[TASK DIRECTIONS]
Set down exactly the lines of the listing below, please, beginning with the first and ending with the line that holds "use tokio::sync::mpsc;".

(PROVIDED DATA Opens)

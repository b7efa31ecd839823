//! The service runtime
//!
//! The runtime owns the store and one execution context per registered
//! service. Registration spawns the service's thread, runs `init` there,
//! and returns a [`RuntimeHandle`] once the service is running. Teardown
//! is deterministic: `stop()` cancels the service's tasks, releases its
//! subscriptions and handlers, waits for in-flight callbacks, and is
//! idempotent.

use std::collections::{BTreeMap, VecDeque};
use std::panic::{catch_unwind, AssertUnwindSafe};
use std::sync::Arc;
use std::time::Duration;

use parking_lot::Mutex;
use serde::{Deserialize, Serialize};
use tokio::sync::mpsc;

use strand_core::error::panic_message;
use strand_core::{Store, SubscriptionFault};
use strand_types::ServiceId;

use crate::cancel::CancelToken;
use crate::cleanup::CleanupRegistry;
use crate::error::{RuntimeError, ServiceError, TaskFault};
use crate::scheduler::{self, SchedulerHandle, TaskInfo, TaskRegistry};
use crate::service::{Service, ServiceContext, ServiceDescriptor, ServiceState};

/// Tunables for the service runtime
#[derive(Debug, Clone, Serialize, Deserialize)]
pub struct RuntimeConfig {
    /// How long a stopping service's tasks get to observe cancellation
    /// before being aborted
    pub stop_timeout_ms: u64,

    /// Maximum retained task faults per service
    pub task_fault_capacity: usize,
}

impl Default for RuntimeConfig {
    fn default() -> Self {
        Self {
            stop_timeout_ms: 2_000,
            task_fault_capacity: 256,
        }
    }
}

struct ServiceShared {
    descriptor: ServiceDescriptor,
    state: Mutex<ServiceState>,
    cancel: CancelToken,
    scheduler: SchedulerHandle,
    cleanup: Arc<Mutex<CleanupRegistry>>,
    tasks: Arc<TaskRegistry>,
    faults: Arc<Mutex<VecDeque<TaskFault>>>,
    join: Mutex<Option<std::thread::JoinHandle<()>>>,
}

/// Handle to one registered service
///
/// Cheap to clone; all clones address the same service.
#[derive(Clone)]
pub struct RuntimeHandle {
    shared: Arc<ServiceShared>,
    store: Arc<Store>,
}

impl std::fmt::Debug for RuntimeHandle {
    fn fmt(&self, f: &mut std::fmt::Formatter<'_>) -> std::fmt::Result {
        f.debug_struct("RuntimeHandle")
            .field("id", self.id())
            .field("state", &self.state())
            .finish()
    }
}

impl RuntimeHandle {
    pub fn id(&self) -> &ServiceId {
        self.shared.descriptor.id()
    }

    pub fn descriptor(&self) -> &ServiceDescriptor {
        &self.shared.descriptor
    }

    pub fn state(&self) -> ServiceState {
        *self.shared.state.lock()
    }

    pub fn is_running(&self) -> bool {
        self.state() == ServiceState::Running
    }

    /// Stop the service: cancel its tasks, release its subscriptions and
    /// event handlers, and wait for its scheduler to drain
    ///
    /// Idempotent; after the first call returns, no callback or task owned
    /// by this service executes again. Must not be called from the
    /// service's own context (it would wait on itself).
    pub fn stop(&self) {
        {
            let mut state = self.shared.state.lock();
            match *state {
                ServiceState::Running => *state = ServiceState::Stopping,
                _ => return,
            }
        }
        tracing::info!(service = %self.id(), "stopping");

        self.shared.cancel.cancel();
        self.shared.cleanup.lock().release_all();
        self.shared.scheduler.close();

        let join = self.shared.join.lock().take();
        if let Some(join) = join {
            let _ = join.join();
        }

        *self.shared.state.lock() = ServiceState::Stopped;
        tracing::info!(service = %self.id(), "stopped");
    }

    /// Task faults recorded for this service, oldest first
    pub fn task_faults(&self) -> Vec<TaskFault> {
        self.shared.faults.lock().iter().cloned().collect()
    }

    /// Subscription faults recorded for this service, oldest first
    pub fn subscription_faults(&self) -> Vec<SubscriptionFault> {
        self.store.faults_for(self.id())
    }

    /// Status of every task this service has scheduled
    pub fn tasks(&self) -> Vec<TaskInfo> {
        self.shared.tasks.snapshot()
    }
}

/// Point-in-time counts across the runtime
#[derive(Debug, Clone, PartialEq, Eq)]
pub struct RuntimeStats {
    pub services: usize,
    pub running: usize,
    pub stopped: usize,
    pub subscriptions: usize,
    pub handlers: usize,
    pub tasks_running: usize,
}

/// Owns the store and every registered service context
pub struct ServiceRuntime {
    store: Arc<Store>,
    config: RuntimeConfig,
    services: Mutex<BTreeMap<ServiceId, RuntimeHandle>>,
}

impl Default for ServiceRuntime {
    fn default() -> Self {
        Self::new()
    }
}

impl ServiceRuntime {
    /// Runtime with a fresh store and default configuration
    pub fn new() -> Self {
        Self::with_store(Arc::new(Store::new()), RuntimeConfig::default())
    }

    /// Runtime around an explicitly constructed store
    pub fn with_store(store: Arc<Store>, config: RuntimeConfig) -> Self {
        Self {
            store,
            config,
            services: Mutex::new(BTreeMap::new()),
        }
    }

    pub fn store(&self) -> &Arc<Store> {
        &self.store
    }

    /// Register a service and run its `init` on the service's own thread
    ///
    /// Blocks until `init` returns; the service is `Running` when this
    /// returns `Ok`.
    pub fn register_service<S: Service>(
        &self,
        descriptor: ServiceDescriptor,
        service: S,
    ) -> Result<RuntimeHandle, RuntimeError> {
        let id = descriptor.id().clone();
        if self.services.lock().contains_key(&id) {
            return Err(RuntimeError::DuplicateService(id));
        }

        let (tx, rx) = mpsc::unbounded_channel();
        let scheduler = SchedulerHandle::new(id.clone(), tx);
        let shared = Arc::new(ServiceShared {
            descriptor,
            state: Mutex::new(ServiceState::Initializing),
            cancel: CancelToken::root(),
            scheduler,
            cleanup: Arc::new(Mutex::new(CleanupRegistry::new())),
            tasks: Arc::new(TaskRegistry::new()),
            faults: Arc::new(Mutex::new(VecDeque::new())),
            join: Mutex::new(None),
        });

        let (init_tx, init_rx) = std::sync::mpsc::channel::<Result<(), ServiceError>>();
        let thread_shared = Arc::clone(&shared);
        let thread_store = Arc::clone(&self.store);
        let stop_timeout = Duration::from_millis(self.config.stop_timeout_ms);
        let fault_capacity = self.config.task_fault_capacity;

        let join = std::thread::Builder::new()
            .name(format!("strand-service-{id}"))
            .spawn(move || {
                service_thread(
                    thread_shared,
                    thread_store,
                    rx,
                    stop_timeout,
                    fault_capacity,
                    service,
                    init_tx,
                )
            })
            .expect("failed to spawn service thread");
        *shared.join.lock() = Some(join);

        match init_rx.recv() {
            Ok(Ok(())) => {}
            Ok(Err(source)) => {
                if let Some(join) = shared.join.lock().take() {
                    let _ = join.join();
                }
                return Err(RuntimeError::Init {
                    service: id,
                    source,
                });
            }
            Err(_) => {
                if let Some(join) = shared.join.lock().take() {
                    let _ = join.join();
                }
                return Err(RuntimeError::InitAborted(id));
            }
        }

        let handle = RuntimeHandle {
            shared,
            store: Arc::clone(&self.store),
        };

        let mut services = self.services.lock();
        if services.contains_key(&id) {
            // Lost a registration race for the same id
            drop(services);
            handle.stop();
            return Err(RuntimeError::DuplicateService(id));
        }
        services.insert(id, handle.clone());
        Ok(handle)
    }

    /// Handle for a registered service
    pub fn handle(&self, id: &ServiceId) -> Option<RuntimeHandle> {
        self.services.lock().get(id).cloned()
    }

    /// Stop every service (lowest priority first, then id order), then
    /// close the store
    pub fn shutdown(&self) {
        let mut handles: Vec<RuntimeHandle> = {
            let mut services = self.services.lock();
            let handles = services.values().cloned().collect();
            services.clear();
            handles
        };
        handles.sort_by(|a, b| {
            (a.descriptor().priority(), a.id())
                .cmp(&(b.descriptor().priority(), b.id()))
        });
        for handle in handles {
            handle.stop();
        }
        self.store.close();
    }

    pub fn stats(&self) -> RuntimeStats {
        let services = self.services.lock();
        let mut running = 0;
        let mut stopped = 0;
        let mut tasks_running = 0;
        for handle in services.values() {
            match handle.state() {
                ServiceState::Running => running += 1,
                ServiceState::Stopped => stopped += 1,
                _ => {}
            }
            tasks_running += handle.shared.tasks.running_count();
        }
        RuntimeStats {
            services: services.len(),
            running,
            stopped,
            subscriptions: self.store.subscription_count(),
            handlers: self.store.handler_count(),
            tasks_running,
        }
    }
}

impl Drop for ServiceRuntime {
    fn drop(&mut self) {
        self.shutdown();
    }
}

fn service_thread<S: Service>(
    shared: Arc<ServiceShared>,
    store: Arc<Store>,
    rx: mpsc::UnboundedReceiver<crate::scheduler::Job>,
    stop_timeout: Duration,
    fault_capacity: usize,
    mut service: S,
    init_tx: std::sync::mpsc::Sender<Result<(), ServiceError>>,
) {
    let runtime = match tokio::runtime::Builder::new_current_thread()
        .enable_all()
        .build()
    {
        Ok(runtime) => runtime,
        Err(err) => {
            tracing::error!(service = %shared.descriptor.id(), "scheduler build failed: {err}");
            *shared.state.lock() = ServiceState::Stopped;
            let _ = init_tx.send(Err(ServiceError::Init(format!(
                "scheduler construction failed: {err}"
            ))));
            return;
        }
    };

    let mut ctx = ServiceContext::new(
        shared.descriptor.id().clone(),
        store,
        shared.scheduler.clone(),
        shared.cancel.clone(),
        Arc::clone(&shared.cleanup),
        Arc::clone(&shared.tasks),
        Arc::clone(&shared.faults),
        fault_capacity,
    );

    let init_result = match catch_unwind(AssertUnwindSafe(|| service.init(&mut ctx))) {
        Ok(result) => result,
        Err(payload) => Err(ServiceError::Init(panic_message(payload))),
    };

    match init_result {
        Ok(()) => {
            *shared.state.lock() = ServiceState::Running;
            tracing::info!(service = %shared.descriptor.id(), "service running");
            let _ = init_tx.send(Ok(()));
        }
        Err(err) => {
            // Failed init tears down whatever it managed to register
            *shared.state.lock() = ServiceState::Stopping;
            shared.cancel.cancel();
            shared.cleanup.lock().release_all();
            *shared.state.lock() = ServiceState::Stopped;
            let _ = init_tx.send(Err(err));
            return;
        }
    }

    runtime.block_on(scheduler::run_loop(
        rx,
        stop_timeout,
        Arc::clone(&shared.tasks),
    ));
    tracing::debug!(service = %shared.descriptor.id(), "scheduler drained");
}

(PROVIDED DATA Closes)

[RESULT BELOW]
repository b7efa31ecd839823
//! The service runtime
//!
//! The runtime owns the store and one execution context per registered
//! service. Registration spawns the service's thread, runs `init` there,
//! and returns a [`RuntimeHandle`] once the service is running. Teardown
//! is deterministic: `stop()` cancels the service's tasks, releases its
//! subscriptions and handlers, waits for in-flight callbacks, and is
//! idempotent.

use std::collections::{BTreeMap, VecDeque};
use std::panic::{catch_unwind, AssertUnwindSafe};
use std::sync::Arc;
use std::time::Duration;

use parking_lot::Mutex;
use serde::{Deserialize, Serialize};
use tokio::sync::mpsc;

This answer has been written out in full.